REQUIREMENT: Your answer should be the lines of the data below that contain "status".
━━━ DATASET EXCERPTS ━━━
//! Error types for the exam pipeline.
//!
//! `ProviderError` is the typed transport failure that provider adapters
//! return. It lives here so the gateway can downcast and classify errors
//! for retry decisions without string matching. `ExamError` is the
//! pipeline-level taxonomy surfaced to callers, and `SessionError` adds the
//! stage and turn it happened on.

use std::fmt;

use serde::{Deserialize, Serialize};
use thiserror::Error;

/// Errors that can occur when interacting with an LLM provider.
#[derive(Debug, Error)]
pub enum ProviderError {
    /// The API returned a 429 rate limit response.
    #[error("rate limited, retry after {retry_after_ms}ms")]
    RateLimited { retry_after_ms: u64 },

    /// Authentication failed (invalid API key).
    #[error("authentication failed: {0}")]
    AuthenticationFailed(String),

    /// The requested model was not found.
    #[error("model not found: {0}")]
    ModelNotFound(String),

    /// The API returned an error response.
    #[error("API error (HTTP {status}): {message}")]
    ApiError { status: u16, message: String },

    /// The request timed out.
    #[error("request timed out after {0}s")]
    Timeout(u64),

    /// A network error occurred.
    #[error("network error: {0}")]
    NetworkError(String),

    /// The response body did not match the provider's schema.
    #[error("unexpected response body: {0}")]
    MalformedBody(String),
}

impl ProviderError {
    /// Returns `true` if this error is permanent and should not be retried.
    pub fn is_permanent(&self) -> bool {
        match self {
            ProviderError::AuthenticationFailed(_) | ProviderError::ModelNotFound(_) => true,
            ProviderError::ApiError { status, .. } => {
                (400..500).contains(status) && *status != 408 && *status != 429
            }
            _ => false,
        }
    }

    /// Returns `true` for failures worth another attempt.
    pub fn is_transient(&self) -> bool {
        match self {
            ProviderError::RateLimited { .. }
            | ProviderError::Timeout(_)
            | ProviderError::NetworkError(_) => true,
            ProviderError::ApiError { status, .. } => {
                *status >= 500 || *status == 408 || *status == 429
            }
            _ => false,
        }
    }

    /// Returns the retry-after delay in milliseconds, if applicable.
    pub fn retry_after_ms(&self) -> Option<u64> {
        match self {
            ProviderError::RateLimited { retry_after_ms } => Some(*retry_after_ms),
            _ => None,
        }
    }
}

/// Pipeline stage a model call or failure belongs to.
#[derive(Debug, Clone, Copy, PartialEq, Eq, Hash, Serialize, Deserialize)]
#[serde(rename_all = "snake_case")]
pub enum Stage {
    Question,
    Grading,
}

impl fmt::Display for Stage {
    fn fmt(&self, f: &mut fmt::Formatter<'_>) -> fmt::Result {
        match self {
            Stage::Question => write!(f, "question"),
            Stage::Grading => write!(f, "grading"),
        }
    }
}

/// Why an in-flight call was abandoned.
#[derive(Debug, Clone, Copy, PartialEq, Eq)]
pub enum CancelReason {
    /// The caller fired its cancel handle.
    Requested,
    /// The caller-supplied deadline elapsed.
    DeadlineExceeded,
}

impl fmt::Display for CancelReason {
    fn fmt(&self, f: &mut fmt::Formatter<'_>) -> fmt::Result {
        match self {
            CancelReason::Requested => write!(f, "cancelled by caller"),
            CancelReason::DeadlineExceeded => write!(f, "deadline exceeded"),
        }
    }
}

/// Failures of the question/answer/grading pipeline.
#[derive(Debug, Error)]
pub enum ExamError {
    /// The corpus has nothing matching the request.
    #[error("no corpus material found: {0}")]
    NotFound(String),

    /// An attachment violates the configured limits.
    #[error("unsupported attachment '{name}': {reason}")]
    UnsupportedAttachment { name: String, reason: String },

    /// The model service rejected the request; retrying will not help.
    #[error("{stage} request rejected by model service: {message}")]
    InvalidRequest { stage: Stage, message: String },

    /// Still rate limited after the local retry budget was spent.
    #[error("{stage} request rate limited after {attempts} attempt(s)")]
    RateLimited { stage: Stage, attempts: u32 },

    /// Transient failures exhausted the local retry budget.
    #[error("model service unavailable for {stage} after {attempts} attempt(s): {last_error}")]
    ServiceUnavailable {
        stage: Stage,
        attempts: u32,
        last_error: String,
    },

    /// The model replied with something that lacks the expected shape.
    #[error("invalid {stage} response: {reason}")]
    InvalidResponse { stage: Stage, reason: String },

    /// The verdict parsed but breaks a rubric invariant.
    #[error("malformed grade: {reason}")]
    MalformedGrade { reason: String },

    /// An answer does not belong to the current turn, or the turn is already answered.
    #[error("turn mismatch on turn {turn}: {reason}")]
    TurnMismatch { turn: u32, reason: String },

    /// A command arrived in a state that does not accept it.
    #[error("cannot {command} while session is {state}")]
    InvalidTransition {
        command: &'static str,
        state: String,
    },

    /// The caller cancelled the call or its deadline passed.
    #[error("{stage} call {reason}")]
    Cancelled { stage: Stage, reason: CancelReason },
}

impl ExamError {
    /// Whether the caller may reasonably retry the same operation.
    pub fn is_retryable(&self) -> bool {
        matches!(
            self,
            ExamError::RateLimited { .. }
                | ExamError::ServiceUnavailable { .. }
                | ExamError::InvalidResponse { .. }
                | ExamError::MalformedGrade { .. }
                | ExamError::Cancelled { .. }
        )
    }

    /// Errors that a fresh ask of the grading model may cure.
    pub fn warrants_reask(&self) -> bool {
        matches!(
            self,
            ExamError::MalformedGrade { .. } | ExamError::InvalidResponse { .. }
        )
    }
}

/// An `ExamError` tagged with where in the session it happened.
#[derive(Debug, Error)]
#[error("{stage} stage failed on turn {turn}: {source}")]
pub struct SessionError {
    pub stage: Stage,
    pub turn: u32,
    #[source]
    pub source: ExamError,
}

impl SessionError {
    pub fn new(stage: Stage, turn: u32, source: ExamError) -> Self {
        Self {
            stage,
            turn,
            source,
        }
    }

    /// The underlying pipeline error.
    pub fn kind(&self) -> &ExamError {
        &self.source
    }
}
━━━
FINISHED TASK:
    #[error("API error (HTTP {status}): {message}")]
    ApiError { status: u16, message: String },
            ProviderError::ApiError { status, .. } => {
                (400..500).contains(status) && *status != 408 && *status != 429
            ProviderError::ApiError { status, .. } => {
                *status >= 500 || *status == 408 || *status == 429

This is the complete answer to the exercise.